But memory, as the villagers discovered, has a stubbornness to it. What the tree swallowed did not always vanish; it sometimes returned differently. The hollow’s trade reshaped recollections instead of erasing them. Old faces came back as sketches, emotions returned as weather—warm, cold, thick—rather than detailed portraits. Stories patched themselves with new threads. Tomas, after some seasons, learned new rhymes, simple and bright; he did not regain the exact lost ones, but he created small rituals to replace them, and the hollow’s absence had not hollowed out his life entirely.

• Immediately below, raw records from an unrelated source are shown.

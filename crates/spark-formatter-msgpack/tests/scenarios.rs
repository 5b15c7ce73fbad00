//! 通过 `FormatterPipeline` 驱动的端到端场景。
//!
//! # 教案式说明
//! - **Why**：格式化器单独正确不代表接入宿主后正确，协商顺序、模型错误与响应类型需要一起验证；
//! - **How**：以 `FormatterBuilder` 注册 MessagePack 扩展并登记业务类型，再用内存缓冲模拟请求与响应体；
//! - **What**：覆盖整数回显、空请求体、格式错误后的恢复、结构体响应、`?format=` 令牌，
//!   以及两种空值约定（`nil` 与空响应体）写出后再读回的结果。

use serde::{Deserialize, Serialize};
use spark_formatter_msgpack::{MessagePackBuilderExt, MessagePackCodec, MessagePackResult};
use spark_formatters::{
    ActionContext, ActionResult, FormatterBuilder, FormatterError, FormatterPipeline,
    InputFormatterContext, InputFormatterResult, MediaType, ModelState, ModelType,
    OutputFormatterWriteContext, ResponseHead, ResponseNegotiation,
};

#[derive(Debug, Clone, PartialEq, Serialize, Deserialize)]
struct SimpleModel {
    id: i32,
    name: String,
}

fn pipeline() -> FormatterPipeline {
    let mut builder = FormatterBuilder::new();
    builder.add_msgpack_formatters_with(|options| {
        options
            .register_type::<SimpleModel>()
            .register_type::<Option<SimpleModel>>();
    });
    FormatterPipeline::new(builder.build())
}

/// 模拟一次 POST：返回绑定结果与收集到的模型错误。
async fn post(
    pipeline: &FormatterPipeline,
    mut body: &[u8],
    model_type: ModelType,
) -> (Result<InputFormatterResult, FormatterError>, ModelState) {
    let mut state = ModelState::new();
    let mut ctx = InputFormatterContext::new("", model_type, &mut body, &mut state)
        .with_content_type(Some(MediaType::new("application/x-msgpack")));
    let result = pipeline.read_request_body(&mut ctx).await;
    drop(ctx);
    (result, state)
}

/// 模拟响应写出：返回协商出的内容类型与响应体字节。
async fn respond<T>(
    pipeline: &FormatterPipeline,
    negotiation: &ResponseNegotiation,
    value: &T,
) -> (Option<MediaType>, Vec<u8>)
where
    T: Send + Sync + 'static,
{
    let mut sink = Vec::new();
    let mut ctx = OutputFormatterWriteContext::new(Some(ModelType::of::<T>()), Some(value), &mut sink);
    let selected = pipeline
        .write_response(negotiation, &mut ctx)
        .await
        .expect("response written");
    drop(ctx);
    (selected, sink)
}

#[tokio::test]
async fn integer_round_trips_through_post_and_response() {
    let pipeline = pipeline();
    let codec = MessagePackCodec::default();
    let request = codec.encode(&10_i32).expect("encode");

    let (result, state) = post(&pipeline, &request, ModelType::of::<i32>()).await;
    assert!(state.is_valid());
    let model = result
        .expect("read")
        .into_model()
        .and_then(|model| model.downcast::<i32>().ok())
        .flatten()
        .expect("integer model");

    let negotiation = ResponseNegotiation::new().with_accept(["application/x-msgpack"]);
    let (content_type, body) = respond(&pipeline, &negotiation, &model).await;
    assert_eq!(
        content_type.as_ref().map(MediaType::as_str),
        Some("application/x-msgpack")
    );
    assert_eq!(codec.decode::<i32>(&body).expect("decode"), Some(10));
}

#[tokio::test]
async fn empty_body_for_optional_model_leaves_it_unset() {
    let pipeline = pipeline();
    let (result, state) = post(&pipeline, &[], ModelType::of::<Option<SimpleModel>>()).await;
    let result = result.expect("read");
    assert!(matches!(result, InputFormatterResult::NoValue));
    assert!(!result.is_model_set());
    assert!(state.is_valid());
}

#[tokio::test]
async fn malformed_body_is_reported_and_pipeline_recovers() {
    let pipeline = pipeline();
    let codec = MessagePackCodec::default();
    let valid = codec
        .encode(&SimpleModel {
            id: 7,
            name: "seven".into(),
        })
        .expect("encode");

    let mut scrambled = valid.to_vec();
    scrambled.reverse();
    let truncated = &valid[..valid.len() / 2];

    for bad in [scrambled.as_slice(), truncated] {
        let (result, state) = post(&pipeline, bad, ModelType::of::<SimpleModel>()).await;
        let result = result.expect("malformed input never escapes as an error");
        assert!(result.has_error());
        assert!(!state.is_valid());
        assert_eq!(state.error_count(), 1);
        assert_eq!(state.errors("").len(), 1);
    }

    let (result, state) = post(&pipeline, &valid, ModelType::of::<SimpleModel>()).await;
    assert!(state.is_valid());
    let model = result.expect("read").into_model().expect("model");
    assert_eq!(
        model.downcast_ref::<SimpleModel>(),
        Some(&SimpleModel {
            id: 7,
            name: "seven".into()
        })
    );
}

#[tokio::test]
async fn struct_response_uses_primary_media_type() {
    let pipeline = pipeline();
    let value = SimpleModel {
        id: 1,
        name: "forecast".into(),
    };

    let (content_type, body) = respond(&pipeline, &ResponseNegotiation::new(), &value).await;
    assert_eq!(
        content_type.as_ref().map(MediaType::as_str),
        Some("application/x-msgpack")
    );
    let decoded = MessagePackCodec::default()
        .decode::<SimpleModel>(&body)
        .expect("decode");
    assert_eq!(decoded, Some(value));
}

#[tokio::test]
async fn format_token_selects_msgpack() {
    let pipeline = pipeline();
    let value = String::from("sunny");
    let negotiation = ResponseNegotiation::new().with_format("msgpack");
    let (content_type, body) = respond(&pipeline, &negotiation, &value).await;
    assert_eq!(
        content_type.as_ref().map(MediaType::as_str),
        Some("application/x-msgpack")
    );
    assert_eq!(
        MessagePackCodec::default()
            .decode::<String>(&body)
            .expect("decode")
            .as_deref(),
        Some("sunny")
    );
}

#[tokio::test]
async fn unregistered_type_is_unsupported() {
    #[derive(Serialize, Deserialize)]
    struct Secret {
        token: String,
    }

    let pipeline = pipeline();
    let (result, state) = post(&pipeline, &[0x80], ModelType::of::<Secret>()).await;
    let err = result.expect_err("no formatter accepts");
    assert_eq!(err.status_hint(), 415);
    assert!(state.is_valid());

    let secret = Secret {
        token: "hidden".into(),
    };
    let mut sink = Vec::new();
    let mut ctx =
        OutputFormatterWriteContext::new(Some(ModelType::of::<Secret>()), Some(&secret), &mut sink);
    let err = pipeline
        .write_response(&ResponseNegotiation::new(), &mut ctx)
        .await
        .expect_err("not acceptable");
    assert_eq!(err.status_hint(), 406);
}

#[tokio::test]
async fn null_written_by_formatter_reads_back_as_none() {
    let pipeline = pipeline();
    let value: Option<String> = None;
    let (content_type, body) = respond(&pipeline, &ResponseNegotiation::new(), &value).await;
    assert_eq!(
        content_type.as_ref().map(MediaType::as_str),
        Some("application/x-msgpack")
    );
    assert_eq!(body, [spark_formatter_msgpack::NIL]);

    let (result, state) = post(&pipeline, &body, ModelType::of::<Option<String>>()).await;
    assert!(state.is_valid());
    let result = result.expect("read");
    assert!(result.is_model_set());
    let decoded = result
        .into_model()
        .and_then(|model| model.downcast::<Option<String>>().ok());
    assert_eq!(decoded, Some(Some(None)));
}

#[tokio::test]
async fn empty_action_result_reads_back_as_no_value() {
    let pipeline = pipeline();
    let result = MessagePackResult::<SimpleModel>::new(None);
    let mut head = ResponseHead::new();
    let mut body = Vec::new();
    let mut ctx = ActionContext::new(&mut head, &mut body);
    result.execute_result(&mut ctx).await.expect("executed");
    drop(ctx);
    assert!(body.is_empty());

    let (read, state) = post(&pipeline, &body, ModelType::of::<Option<SimpleModel>>()).await;
    assert!(matches!(read.expect("read"), InputFormatterResult::NoValue));
    assert!(state.is_valid());
}
use tokio::io::{AsyncWrite, AsyncWriteExt};

use crate::cancellation::RequestAborted;
use crate::error::FormatterError;

/// 单次写出的分块大小。
pub const WRITE_CHUNK_SIZE: usize = 16 * 1024;

/// 分块写出 `payload` 并在块之间观察取消信号。
///
/// # 逻辑解析（How）
/// - 每块写出前先检查信号，已取消则立即返回；
/// - 写出过程中以 `select!` 同时等待取消，客户端断开时不必等到底层写完成；
/// - 全部写完后 `flush` 一次。
///
/// # 契约说明（What）
/// - 成功返回写出的字节数（等于 `payload.len()`）；
/// - 取消返回 [`FormatterError::Cancelled`]，携带已确认写出的字节数；
/// - IO 错误原样包装为 [`FormatterError::Io`]。
pub async fn write_cancellable(
    body: &mut (dyn AsyncWrite + Unpin + Send),
    payload: &[u8],
    request_aborted: &RequestAborted,
) -> Result<usize, FormatterError> {
    let mut written = 0;
    for chunk in payload.chunks(WRITE_CHUNK_SIZE) {
        if request_aborted.is_cancelled() {
            return Err(FormatterError::Cancelled { written });
        }
        tokio::select! {
            biased;
            _ = request_aborted.cancelled() => {
                return Err(FormatterError::Cancelled { written });
            }
            result = body.write_all(chunk) => result?,
        }
        written += chunk.len();
    }
    body.flush().await?;
    Ok(written)
}
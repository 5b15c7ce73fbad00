use spark_formatters::{
    BoundModel, FormatterError, InputFormatter, InputFormatterContext, InputFormatterResult,
    MediaTypeCollection, ModelError, ModelType, async_trait,
};
use tracing::debug;

use crate::codec::MessagePackCodec;
use crate::error::CodecError;
use crate::options::{MessagePackOptions, defaults};

/// 把 MessagePack 请求体绑定为模型的输入格式化器。
///
/// # 逻辑解析（How）
/// 1. 协商：`Content-Type` 缺省或落在支持集合内，且目标类型已登记；
/// 2. 读取完整请求体，零长度时按绑定点要求返回 `NoValue` 或登记的默认值；
/// 3. 解码失败（含尾随字节、超限）写入一条键为空串的模型错误并返回 `Failure`，请求管线继续运行。
///
/// # 契约说明（What）
/// - 构造后不可变，可在任意数量的并发请求间共享；
/// - IO 失败以 [`FormatterError::Io`] 返回，不计入模型错误。
#[derive(Clone, Debug)]
pub struct MessagePackInputFormatter {
    codec: MessagePackCodec,
    supported_media_types: MediaTypeCollection,
    allow_exception_messages: bool,
}

impl MessagePackInputFormatter {
    /// 按配置构造。
    pub fn new(options: &MessagePackOptions) -> Self {
        Self {
            codec: options.build_codec(),
            supported_media_types: options.effective_media_types(),
            allow_exception_messages: options.allow_input_formatter_exception_messages(),
        }
    }

    /// 使用中的编解码器。
    pub fn codec(&self) -> &MessagePackCodec {
        &self.codec
    }

    /// 是否向客户端暴露解码器的详细错误。
    pub fn allows_exception_messages(&self) -> bool {
        self.allow_exception_messages
    }

    fn model_error(&self, err: CodecError) -> ModelError {
        let message = if self.allow_exception_messages {
            err.to_string()
        } else {
            defaults::GENERIC_INPUT_ERROR.to_owned()
        };
        ModelError::new(message).with_cause(err)
    }
}

#[async_trait]
impl InputFormatter for MessagePackInputFormatter {
    fn supported_media_types(&self) -> &MediaTypeCollection {
        &self.supported_media_types
    }

    fn can_read_type(&self, model_type: Option<&ModelType>) -> bool {
        self.codec.can_serialize(model_type)
    }

    async fn read(
        &self,
        ctx: &mut InputFormatterContext<'_>,
    ) -> Result<InputFormatterResult, FormatterError> {
        let model_type = *ctx.model_type();
        let bytes = self.codec.read_body(ctx.body()).await?;

        if bytes.is_empty() {
            if !ctx.treat_empty_input_as_default() {
                return Ok(InputFormatterResult::NoValue);
            }
            log_input_success(&model_type);
            return Ok(InputFormatterResult::Success(BoundModel::from(
                self.codec.default_for(&model_type),
            )));
        }

        match self.codec.decode_erased(&bytes, &model_type) {
            Ok(model) => {
                log_input_success(&model_type);
                Ok(InputFormatterResult::Success(BoundModel::from(model)))
            }
            Err(err) if err.is_malformed_input() => {
                debug!(
                    event_id = 1,
                    event = "msgpack_input_exception",
                    type_name = model_type.name(),
                    code = err.code(),
                    "MessagePack input formatter threw an exception: {err}"
                );
                let error = self.model_error(err);
                ctx.model_state().add_model_error("", error);
                Ok(InputFormatterResult::Failure)
            }
            Err(err) => Err(FormatterError::serialization(model_type.name(), err)),
        }
    }
}

fn log_input_success(model_type: &ModelType) {
    debug!(
        event_id = 2,
        event = "msgpack_input_success",
        type_name = model_type.name(),
        "MessagePack input formatter succeeded, deserializing to type '{}'",
        model_type.name()
    );
}
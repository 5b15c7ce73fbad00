use std::any::{Any, type_name};
use std::io::Cursor;
use std::sync::Arc;

use bytes::Bytes;
use serde::Serialize;
use serde::de::DeserializeOwned;
use spark_formatters::{ErasedModel, ModelType};
use tokio::io::{AsyncRead, AsyncReadExt};

use crate::config::{CodecConfig, FieldLayout};
use crate::error::CodecError;
use crate::registry::{TypeBinding, TypeRegistry};

/// MessagePack 的 `nil` 编码。
pub const NIL: u8 = 0xc0;

/// 按配置的字段布局编码单个值。
pub(crate) fn encode_typed<T>(value: &T, config: &CodecConfig) -> Result<Vec<u8>, CodecError>
where
    T: Serialize + ?Sized,
{
    let encoded = match config.field_layout {
        FieldLayout::Map => rmp_serde::to_vec_named(value),
        FieldLayout::Array => rmp_serde::to_vec(value),
    };
    encoded.map_err(|source| CodecError::Encode {
        type_name: type_name::<T>(),
        source,
    })
}

/// 解码恰好一个完整值。
///
/// 超过 `max_body_bytes` 或在值之后仍有剩余字节均视为格式错误。
pub(crate) fn decode_typed<T>(bytes: &[u8], config: &CodecConfig) -> Result<T, CodecError>
where
    T: DeserializeOwned,
{
    if let Some(limit) = config.max_body_bytes
        && bytes.len() > limit
    {
        return Err(CodecError::BodyTooLarge { limit });
    }

    let mut cursor = Cursor::new(bytes);
    let value = rmp_serde::from_read(&mut cursor).map_err(|source| CodecError::Malformed {
        type_name: type_name::<T>(),
        source,
    })?;

    let consumed = usize::try_from(cursor.position()).unwrap_or(usize::MAX);
    if consumed < bytes.len() {
        return Err(CodecError::TrailingBytes {
            type_name: type_name::<T>(),
            consumed,
            trailing: bytes.len() - consumed,
        });
    }
    Ok(value)
}

/// 编解码适配器：在 `rmp-serde` 之上提供类型判定、擦除编解码与请求体读取。
///
/// # 设计背景（Why）
/// - 输入/输出格式化器与独立动作结果共享同一套规则（布局、上限、空体语义），集中于此避免分叉；
/// - 注册表以 `Arc` 共享，格式化器构造后即与配置对象解耦。
///
/// # 逻辑解析（How）
/// - `can_serialize`：未知类型（`None`）放行，抽象契约拒绝，其余查注册表；
/// - `decode_erased`：零长度输入返回 `Ok(None)`，与格式错误严格区分；
/// - `encode_erased`：空值写出单字节 `nil`，否则按声明类型、再按运行时类型查找绑定。
///
/// # 契约说明（What）
/// - 所有方法均为纯函数或只读访问，可跨线程共享；
/// - 格式错误的详细文本由 [`CodecError`] 的 `Display` 提供，底层 `rmp-serde` 错误保留在 `source()`。
#[derive(Clone, Debug, Default)]
pub struct MessagePackCodec {
    config: CodecConfig,
    registry: Arc<TypeRegistry>,
}

impl MessagePackCodec {
    /// 以配置与注册表构造。
    pub fn new(config: CodecConfig, registry: Arc<TypeRegistry>) -> Self {
        Self { config, registry }
    }

    /// 使用默认注册表。
    pub fn with_config(config: CodecConfig) -> Self {
        Self::new(config, Arc::default())
    }

    /// 编解码配置。
    pub fn config(&self) -> &CodecConfig {
        &self.config
    }

    /// 共享的类型注册表。
    pub fn registry(&self) -> &TypeRegistry {
        &self.registry
    }

    /// 能否在 `model_type` 上执行编解码。
    pub fn can_serialize(&self, model_type: Option<&ModelType>) -> bool {
        match model_type {
            None => true,
            Some(model_type) if model_type.is_abstract() => false,
            Some(model_type) => self.registry.contains(model_type),
        }
    }

    /// 声明类型优先，否则按值的运行时类型解析模型类型。
    pub fn resolve_model_type(
        &self,
        declared: Option<&ModelType>,
        value: Option<&(dyn Any + Send + Sync)>,
    ) -> Option<ModelType> {
        declared.copied().or_else(|| {
            value
                .and_then(|value| self.registry.binding_for_value(value))
                .map(TypeBinding::model_type)
        })
    }

    /// 编码具体类型的值，不经过注册表。
    pub fn encode<T>(&self, value: &T) -> Result<Bytes, CodecError>
    where
        T: Serialize + ?Sized,
    {
        encode_typed(value, &self.config).map(Bytes::from)
    }

    /// 解码具体类型；零长度输入返回 `Ok(None)`。
    pub fn decode<T>(&self, bytes: &[u8]) -> Result<Option<T>, CodecError>
    where
        T: DeserializeOwned,
    {
        if bytes.is_empty() {
            return Ok(None);
        }
        decode_typed(bytes, &self.config).map(Some)
    }

    /// 编码擦除后的值。
    pub fn encode_erased(
        &self,
        declared: Option<&ModelType>,
        value: Option<&(dyn Any + Send + Sync)>,
    ) -> Result<Bytes, CodecError> {
        let Some(value) = value else {
            return Ok(Bytes::from_static(&[NIL]));
        };
        let binding = match declared {
            Some(model_type) => self.registry.binding(model_type).ok_or(
                CodecError::Unregistered {
                    type_name: model_type.name(),
                },
            )?,
            None => self
                .registry
                .binding_for_value(value)
                .ok_or(CodecError::Unregistered {
                    type_name: "<unknown runtime type>",
                })?,
        };
        binding.encode(value, &self.config).map(Bytes::from)
    }

    /// 解码为擦除后的值；零长度输入返回 `Ok(None)`。
    pub fn decode_erased(
        &self,
        bytes: &[u8],
        model_type: &ModelType,
    ) -> Result<Option<ErasedModel>, CodecError> {
        if bytes.is_empty() {
            return Ok(None);
        }
        let binding = self
            .registry
            .binding(model_type)
            .ok_or(CodecError::Unregistered {
                type_name: model_type.name(),
            })?;
        binding.decode(bytes, &self.config).map(Some)
    }

    /// `model_type` 登记的默认值。
    pub fn default_for(&self, model_type: &ModelType) -> Option<ErasedModel> {
        self.registry
            .binding(model_type)
            .and_then(TypeBinding::default_value)
    }

    /// 读取完整请求体。
    ///
    /// 配置了上限时最多读取 `limit + 1` 字节，超限判定留给解码阶段。
    pub async fn read_body(
        &self,
        body: &mut (dyn AsyncRead + Unpin + Send),
    ) -> std::io::Result<Vec<u8>> {
        let mut buffer = Vec::new();
        match self.config.max_body_bytes {
            Some(limit) => {
                let cap = u64::try_from(limit).unwrap_or(u64::MAX).saturating_add(1);
                body.take(cap).read_to_end(&mut buffer).await?;
            }
            None => {
                body.read_to_end(&mut buffer).await?;
            }
        }
        Ok(buffer)
    }
}
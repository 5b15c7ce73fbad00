use std::any::{Any, TypeId};
use std::collections::{HashMap, HashSet};
use std::fmt;

use crate::compat::CompatibilityVersion;
use crate::options::FormatterOptions;

type Configure = Box<dyn Fn(&mut dyn Any) + Send + Sync>;
type FormatterStep = Box<dyn Fn(&mut FormatterOptions, &OptionsSource<'_>) + Send + Sync>;

/// 启动期注册入口：收集格式化器的配置回调与扩展模块的装配步骤。
///
/// # 设计背景（Why）
/// - 各格式扩展（MessagePack 等）以扩展 trait 的形式挂到 builder 上，注册时只登记步骤，`build` 时统一执行；
/// - 扩展自身的选项类型通过 `configure::<O>` 累积回调，`build` 阶段以 `O::default()` 为起点依次应用。
///
/// # 契约说明（What）
/// - `try_add_setup` 以键去重：同一扩展多次注册只保留第一次的装配步骤；
/// - `configure_formatters` 与装配步骤按注册顺序执行；
/// - `build` 不消耗 builder，可重复调用，每次产出独立的 [`FormatterOptions`]。
pub struct FormatterBuilder {
    compatibility_version: CompatibilityVersion,
    configurators: HashMap<TypeId, Vec<Configure>>,
    setup_keys: HashSet<&'static str>,
    steps: Vec<FormatterStep>,
}

impl Default for FormatterBuilder {
    fn default() -> Self {
        Self::new()
    }
}

impl fmt::Debug for FormatterBuilder {
    fn fmt(&self, f: &mut fmt::Formatter<'_>) -> fmt::Result {
        f.debug_struct("FormatterBuilder")
            .field("compatibility_version", &self.compatibility_version)
            .field("setups", &self.setup_keys)
            .field("steps", &self.steps.len())
            .finish()
    }
}

impl FormatterBuilder {
    /// 空 builder，兼容版本为 [`CompatibilityVersion::Latest`]。
    pub fn new() -> Self {
        Self {
            compatibility_version: CompatibilityVersion::default(),
            configurators: HashMap::new(),
            setup_keys: HashSet::new(),
            steps: Vec::new(),
        }
    }

    /// 设置兼容版本。
    pub fn set_compatibility_version(&mut self, version: CompatibilityVersion) -> &mut Self {
        self.compatibility_version = version;
        self
    }

    /// 当前兼容版本。
    pub fn compatibility_version(&self) -> CompatibilityVersion {
        self.compatibility_version
    }

    /// 为扩展选项类型 `O` 追加配置回调。
    pub fn configure<O, F>(&mut self, configure: F) -> &mut Self
    where
        O: Any,
        F: Fn(&mut O) + Send + Sync + 'static,
    {
        let erased: Configure = Box::new(move |options: &mut dyn Any| {
            if let Some(options) = options.downcast_mut::<O>() {
                configure(options);
            }
        });
        self.configurators
            .entry(TypeId::of::<O>())
            .or_default()
            .push(erased);
        self
    }

    /// 直接配置 [`FormatterOptions`]，与装配步骤按注册顺序交错执行。
    pub fn configure_formatters<F>(&mut self, configure: F) -> &mut Self
    where
        F: Fn(&mut FormatterOptions) + Send + Sync + 'static,
    {
        self.steps
            .push(Box::new(move |options, _source| configure(options)));
        self
    }

    /// 以 `key` 去重登记装配步骤；返回是否为首次登记。
    pub fn try_add_setup<F>(&mut self, key: &'static str, setup: F) -> bool
    where
        F: Fn(&mut FormatterOptions, &OptionsSource<'_>) + Send + Sync + 'static,
    {
        if !self.setup_keys.insert(key) {
            return false;
        }
        self.steps.push(Box::new(setup));
        true
    }

    /// 是否已登记某个装配步骤。
    pub fn has_setup(&self, key: &str) -> bool {
        self.setup_keys.contains(key)
    }

    /// 执行所有步骤，产出格式化器配置。
    pub fn build(&self) -> FormatterOptions {
        let source = OptionsSource { builder: self };
        let mut options = FormatterOptions::new();
        for step in &self.steps {
            step(&mut options, &source);
        }
        options
    }
}

/// 装配步骤读取扩展选项的视图。
pub struct OptionsSource<'a> {
    builder: &'a FormatterBuilder,
}

impl OptionsSource<'_> {
    /// 以 `O::default()` 为起点依次应用所有 `configure::<O>` 回调。
    pub fn get<O>(&self) -> O
    where
        O: Any + Default,
    {
        let mut options = O::default();
        if let Some(configurators) = self.builder.configurators.get(&TypeId::of::<O>()) {
            for configure in configurators {
                configure(&mut options);
            }
        }
        options
    }

    /// 应用声明的兼容版本。
    pub fn compatibility_version(&self) -> CompatibilityVersion {
        self.builder.compatibility_version
    }
}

In the weeks that followed, the village changed too. People came to the Adnofagia tree not only to forget but to choose what they would keep. They learned to thread their memories like beads, handing the hollow the sharpest shards and keeping the rounder pieces in their pockets. They taught their children that forgetting could be deliberate, a pruning rather than an amputation. Couples who had argued learned to deposit the anger of a single night and wake to softer mornings. The orchard lost none of its fruit; it grew quiet and patient.
Marta began to notice cost. Not a price stamped in coin, but the feeling of thinness at the base of her skull when she reached for certain images—her child’s laugh at dawn, the tilt of a house’s roof in rain—and found the clarity softened. The world acquired an elegant blur: colors still existed but their edges had become forgiving. Sometimes she could not remember the exact sound of the laugh that once woke her; she could remember only the warmth it left behind. In the hollow’s place, the photograph she had left there sometimes seemed less like a thing and more like an offering.